Apps and social media
The growth of new technologies allows for reaching a broad audience far more easily than before. This has presented an opportunity for religious institutions, some of which have launched apps as a way of connecting with their members. Apps are seen as a way to help with prayer and provide opportunities for learning. With traditional methods of social organisation changing, these apps can allow some religions to regain their relevance in modern society.[2]

One example of this type of app is the Dutch podcast ‘Eerst Dit’ (This First), which has 50,000 subscribers. The podcast is just seven minutes long and includes a reading from the Bible, a short sermon, an assignment or question, and a short prayer. Many listeners state that they appreciate the podcast and see it as a valuable addition to their week. The podcasts are considered by their listeners to be relatable to everyday life and to the personal needs of religious people.[3]

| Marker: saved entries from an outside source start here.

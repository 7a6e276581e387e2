//! Trainer search over a slot.
//!
//! A linear scan: every trainer is loaded and checked with the availability
//! resolver. Fine for a gym with tens of trainers; an index on weekday and
//! time range would be needed well before thousands.

use chrono::{NaiveDate, NaiveTime};
use tracing::debug;

use super::availability::{check_slot, Slot};
use crate::models::Trainer;
use crate::repository::{RepositoryResult, ScheduleRepository};

/// Trainers free for `duration_minutes` from `start` on `date`, in store order.
pub async fn find_available_trainers(
    repo: &dyn ScheduleRepository,
    date: NaiveDate,
    start: NaiveTime,
    duration_minutes: i64,
) -> RepositoryResult<Vec<Trainer>> {
    let Some(slot) = Slot::starting_at(date, start, duration_minutes) else {
        return Ok(Vec::new());
    };

    let trainers = repo.list_trainers().await?;
    let total = trainers.len();

    let mut available = Vec::new();
    for trainer in trainers {
        if check_slot(repo, trainer.id, &slot).await?.is_available() {
            available.push(trainer);
        }
    }

    debug!(
        "{} of {} trainers free on {} {}-{}",
        available.len(),
        total,
        slot.date,
        slot.start,
        slot.end
    );
    Ok(available)
}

Another example originates from the Vatican. The ‘click to pray’ app, launched in January 2019, allows people to share prayer intentions with each other. Not only can people share their intentions, but others can join the prayer with just one click.[4] [5] Additionally, Pope Francis uses social media to reach a broad audience. He has over 18 million followers on Twitter[6] and 7.1 million followers on Instagram.[7]

Several other apps have been developed to increase convenience for believers. For instance, there are apps for donating money, finding halal restaurants and stores, spreading daily messages and sermons, and scanning food to see whether it is halal.[8]

Gurus and cults
The enormous reach enabled by technology has not only been discovered by established religious organisations such as the Catholic Church. Increasingly, people have turned to online spiritual gurus. These online gurus can hold enormous influence over their followers. However, they have also faced criticism. It is argued that their influence can turn into a tool for manipulation and control, which transforms the online guru into a cult leader.[9] For example, online cult leader Teal Swan gives advice in exchange for money. However, many consider her advice similar to manipulation techniques cult leaders use in the physical world.[10]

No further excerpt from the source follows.